INFORMATION SHOWN: Begin
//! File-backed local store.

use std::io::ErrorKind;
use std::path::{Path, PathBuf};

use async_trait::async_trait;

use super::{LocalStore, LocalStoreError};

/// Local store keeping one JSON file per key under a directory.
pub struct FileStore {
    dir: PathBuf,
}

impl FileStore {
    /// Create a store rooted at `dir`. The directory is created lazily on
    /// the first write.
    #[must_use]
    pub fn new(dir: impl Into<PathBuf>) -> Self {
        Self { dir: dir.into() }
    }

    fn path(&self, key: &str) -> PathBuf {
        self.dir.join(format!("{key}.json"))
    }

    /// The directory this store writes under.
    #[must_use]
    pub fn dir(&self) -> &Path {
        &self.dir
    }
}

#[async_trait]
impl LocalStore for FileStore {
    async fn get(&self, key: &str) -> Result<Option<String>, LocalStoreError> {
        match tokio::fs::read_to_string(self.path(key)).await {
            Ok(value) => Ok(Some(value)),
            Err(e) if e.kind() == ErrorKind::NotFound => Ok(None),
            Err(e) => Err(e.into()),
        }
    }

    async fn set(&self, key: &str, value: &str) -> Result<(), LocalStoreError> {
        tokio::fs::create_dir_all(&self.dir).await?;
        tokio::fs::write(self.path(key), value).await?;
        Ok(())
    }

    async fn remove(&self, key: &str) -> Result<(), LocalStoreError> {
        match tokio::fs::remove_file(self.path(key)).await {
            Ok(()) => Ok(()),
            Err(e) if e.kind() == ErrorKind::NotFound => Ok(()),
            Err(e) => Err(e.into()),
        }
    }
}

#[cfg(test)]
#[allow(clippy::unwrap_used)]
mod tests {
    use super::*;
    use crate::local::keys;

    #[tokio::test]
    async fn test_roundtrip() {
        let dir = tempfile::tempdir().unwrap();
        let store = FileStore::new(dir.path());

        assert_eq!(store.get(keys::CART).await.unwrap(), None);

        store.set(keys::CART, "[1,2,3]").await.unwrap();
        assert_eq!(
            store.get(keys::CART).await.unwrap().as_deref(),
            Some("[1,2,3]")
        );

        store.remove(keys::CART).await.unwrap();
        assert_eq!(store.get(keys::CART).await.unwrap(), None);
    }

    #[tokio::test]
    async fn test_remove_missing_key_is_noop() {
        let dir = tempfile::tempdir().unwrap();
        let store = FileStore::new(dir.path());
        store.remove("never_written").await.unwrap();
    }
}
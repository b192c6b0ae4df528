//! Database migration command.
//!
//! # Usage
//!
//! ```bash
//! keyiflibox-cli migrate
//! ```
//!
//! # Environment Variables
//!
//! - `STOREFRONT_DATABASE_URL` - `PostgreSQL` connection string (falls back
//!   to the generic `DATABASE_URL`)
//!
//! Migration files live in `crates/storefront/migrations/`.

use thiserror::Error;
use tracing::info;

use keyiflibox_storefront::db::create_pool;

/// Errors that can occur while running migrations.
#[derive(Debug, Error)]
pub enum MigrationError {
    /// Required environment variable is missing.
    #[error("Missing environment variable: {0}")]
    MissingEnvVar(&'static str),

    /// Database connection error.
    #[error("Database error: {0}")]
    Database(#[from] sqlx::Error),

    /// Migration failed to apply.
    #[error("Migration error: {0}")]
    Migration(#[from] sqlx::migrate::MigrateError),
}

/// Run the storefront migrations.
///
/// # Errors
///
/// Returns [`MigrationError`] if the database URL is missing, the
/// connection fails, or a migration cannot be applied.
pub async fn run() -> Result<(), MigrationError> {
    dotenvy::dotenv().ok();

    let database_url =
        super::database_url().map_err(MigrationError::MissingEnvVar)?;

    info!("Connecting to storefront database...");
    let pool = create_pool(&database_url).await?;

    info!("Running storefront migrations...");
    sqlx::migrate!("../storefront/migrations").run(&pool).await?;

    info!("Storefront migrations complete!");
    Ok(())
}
INFORMATION SHOWN: End
INFORMATION SHOWN: Begin
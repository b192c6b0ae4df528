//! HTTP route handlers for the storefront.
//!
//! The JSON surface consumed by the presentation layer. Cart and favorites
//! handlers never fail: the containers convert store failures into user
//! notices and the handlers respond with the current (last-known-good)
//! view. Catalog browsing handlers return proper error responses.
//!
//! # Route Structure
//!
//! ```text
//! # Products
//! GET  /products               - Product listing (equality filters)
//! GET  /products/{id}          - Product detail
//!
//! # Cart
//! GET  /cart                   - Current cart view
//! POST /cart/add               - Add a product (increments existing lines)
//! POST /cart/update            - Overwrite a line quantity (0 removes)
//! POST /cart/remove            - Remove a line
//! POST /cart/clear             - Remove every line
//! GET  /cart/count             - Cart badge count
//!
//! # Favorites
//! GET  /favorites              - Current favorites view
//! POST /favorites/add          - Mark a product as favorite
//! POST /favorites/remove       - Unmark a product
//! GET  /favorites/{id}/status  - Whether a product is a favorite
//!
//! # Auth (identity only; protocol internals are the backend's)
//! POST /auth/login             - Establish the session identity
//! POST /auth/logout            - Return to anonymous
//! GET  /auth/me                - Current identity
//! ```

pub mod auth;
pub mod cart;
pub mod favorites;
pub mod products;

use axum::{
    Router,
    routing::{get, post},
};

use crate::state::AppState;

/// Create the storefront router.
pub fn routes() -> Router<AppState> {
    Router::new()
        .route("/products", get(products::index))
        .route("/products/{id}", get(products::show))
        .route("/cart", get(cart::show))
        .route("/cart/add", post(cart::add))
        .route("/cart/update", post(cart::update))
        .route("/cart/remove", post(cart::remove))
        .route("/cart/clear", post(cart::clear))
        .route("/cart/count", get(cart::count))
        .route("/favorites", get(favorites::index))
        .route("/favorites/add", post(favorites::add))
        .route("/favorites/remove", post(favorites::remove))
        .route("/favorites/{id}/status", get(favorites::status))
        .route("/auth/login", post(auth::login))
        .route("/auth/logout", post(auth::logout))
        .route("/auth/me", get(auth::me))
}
INFORMATION SHOWN: End
» **TASK BRIEF**: There is a run of lines above from the one with "File-backed local store." to the one with "tokio::fs::create_dir_all(&self.dir).await?;"; print exactly that run, both ends included, and nothing else.

» **SOLUTION**:
//! File-backed local store.

use std::io::ErrorKind;
use std::path::{Path, PathBuf};

use async_trait::async_trait;

use super::{LocalStore, LocalStoreError};

/// Local store keeping one JSON file per key under a directory.
pub struct FileStore {
    dir: PathBuf,
}

impl FileStore {
    /// Create a store rooted at `dir`. The directory is created lazily on
    /// the first write.
    #[must_use]
    pub fn new(dir: impl Into<PathBuf>) -> Self {
        Self { dir: dir.into() }
    }

    fn path(&self, key: &str) -> PathBuf {
        self.dir.join(format!("{key}.json"))
    }

    /// The directory this store writes under.
    #[must_use]
    pub fn dir(&self) -> &Path {
        &self.dir
    }
}

#[async_trait]
impl LocalStore for FileStore {
    async fn get(&self, key: &str) -> Result<Option<String>, LocalStoreError> {
        match tokio::fs::read_to_string(self.path(key)).await {
            Ok(value) => Ok(Some(value)),
            Err(e) if e.kind() == ErrorKind::NotFound => Ok(None),
            Err(e) => Err(e.into()),
        }
    }

    async fn set(&self, key: &str, value: &str) -> Result<(), LocalStoreError> {
        tokio::fs::create_dir_all(&self.dir).await?;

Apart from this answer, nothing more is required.